The line containing "series is not" marks where to begin; quote it and every line after it through the end of the data, exactly as written.

— Records for this exercise —

◆ ◆ ◆ ◆

//! Discrete trend labels
//!
//! Direction comes from the smoothed slope relative to the series magnitude.
//! Strength needs two corroborating signals: a high slope-to-noise ratio
//! *and* a good linear fit. A short, accidentally monotonic run of noise can
//! reach one of them but rarely both.

use serde::{Deserialize, Serialize};
use std::fmt;

/// Floor for the noise estimate in the signal-to-noise ratio
const NOISE_FLOOR: f64 = 1e-12;

/// Direction of the current trajectory
#[derive(Debug, Clone, Copy, PartialEq, Eq, Hash, Serialize, Deserialize)]
#[serde(rename_all = "lowercase")]
pub enum TrendDirection {
    Up,
    Down,
    Stable,
}

/// Confidence in the current trajectory
#[derive(Debug, Clone, Copy, PartialEq, Eq, Hash, PartialOrd, Ord, Serialize, Deserialize)]
#[serde(rename_all = "lowercase")]
pub enum TrendStrength {
    Weak,
    Moderate,
    Strong,
}

impl fmt::Display for TrendDirection {
    fn fmt(&self, f: &mut fmt::Formatter<'_>) -> fmt::Result {
        match self {
            TrendDirection::Up => write!(f, "up"),
            TrendDirection::Down => write!(f, "down"),
            TrendDirection::Stable => write!(f, "stable"),
        }
    }
}

impl fmt::Display for TrendStrength {
    fn fmt(&self, f: &mut fmt::Formatter<'_>) -> fmt::Result {
        match self {
            TrendStrength::Weak => write!(f, "weak"),
            TrendStrength::Moderate => write!(f, "moderate"),
            TrendStrength::Strong => write!(f, "strong"),
        }
    }
}

/// Direction and strength of a series' trend
#[derive(Debug, Clone, Copy, PartialEq, Eq, Hash, Serialize, Deserialize)]
pub struct TrendLabel {
    pub direction: TrendDirection,
    pub strength: TrendStrength,
}

/// Cut-offs used by [`TrendClassifier`]
#[derive(Debug, Clone, Copy, PartialEq, Serialize, Deserialize)]
#[serde(default)]
pub struct TrendThresholds {
    /// Slopes smaller than `stable_epsilon * mean(|y|)` are stable
    pub stable_epsilon: f64,
    /// Signal-to-noise ratio above which a trend may be strong
    pub snr_strong: f64,
    /// Signal-to-noise ratio below which a trend is weak
    pub snr_weak: f64,
    /// Minimum OLS R² for a strong trend
    pub r_squared_strong: f64,
}

impl Default for TrendThresholds {
    fn default() -> Self {
        TrendThresholds {
            stable_epsilon: 0.0005,
            snr_strong: 0.5,
            snr_weak: 0.1,
            r_squared_strong: 0.6,
        }
    }
}

/// Maps a decomposition and regression fit to a [`TrendLabel`]
#[derive(Debug, Clone, Copy, PartialEq, Default)]
pub struct TrendClassifier {
    thresholds: TrendThresholds,
}

impl TrendClassifier {
    /// Create a classifier with custom thresholds
    pub fn new(thresholds: TrendThresholds) -> Self {
        TrendClassifier { thresholds }
    }

    /// Thresholds in use
    pub fn thresholds(&self) -> &TrendThresholds {
        &self.thresholds
    }

    /// Classify a smoothed slope
    ///
    /// `mean_abs` is the mean absolute value of the series; it scales the
    /// stability band so that tiny drift on a large-magnitude series is not
    /// reported as a trend.
    pub fn classify(
        &self,
        slope: f64,
        residual_std_dev: f64,
        r_squared: f64,
        mean_abs: f64,
    ) -> TrendLabel {
        TrendLabel {
            direction: self.direction(slope, mean_abs),
            strength: self.strength(slope, residual_std_dev, r_squared),
        }
    }

    fn direction(&self, slope: f64, mean_abs: f64) -> TrendDirection {
        let band = self.thresholds.stable_epsilon * mean_abs;
        if slope == 0.0 || slope.abs() < band {
            TrendDirection::Stable
        } else if slope > 0.0 {
            TrendDirection::Up
        } else {
            TrendDirection::Down
        }
    }

    fn strength(&self, slope: f64, residual_std_dev: f64, r_squared: f64) -> TrendStrength {
        let snr = slope.abs() / residual_std_dev.max(NOISE_FLOOR);
        log::trace!("trend snr={:.4} r2={:.4}", snr, r_squared);

        let t = &self.thresholds;
        if snr > t.snr_strong && r_squared > t.r_squared_strong {
            TrendStrength::Strong
        } else if snr < t.snr_weak {
            TrendStrength::Weak
        } else {
            TrendStrength::Moderate
        }
    }
}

◆ ◆ ◆ ◆

— Response area —
    /// stability band so that tiny drift on a large-magnitude series is not
    /// reported as a trend.
    pub fn classify(
        &self,
        slope: f64,
        residual_std_dev: f64,
        r_squared: f64,
        mean_abs: f64,
    ) -> TrendLabel {
        TrendLabel {
            direction: self.direction(slope, mean_abs),
            strength: self.strength(slope, residual_std_dev, r_squared),
        }
    }

    fn direction(&self, slope: f64, mean_abs: f64) -> TrendDirection {
        let band = self.thresholds.stable_epsilon * mean_abs;
        if slope == 0.0 || slope.abs() < band {
            TrendDirection::Stable
        } else if slope > 0.0 {
            TrendDirection::Up
        } else {
            TrendDirection::Down
        }
    }

    fn strength(&self, slope: f64, residual_std_dev: f64, r_squared: f64) -> TrendStrength {
        let snr = slope.abs() / residual_std_dev.max(NOISE_FLOOR);
        log::trace!("trend snr={:.4} r2={:.4}", snr, r_squared);

        let t = &self.thresholds;
        if snr > t.snr_strong && r_squared > t.r_squared_strong {
            TrendStrength::Strong
        } else if snr < t.snr_weak {
            TrendStrength::Weak
        } else {
            TrendStrength::Moderate
        }
    }
}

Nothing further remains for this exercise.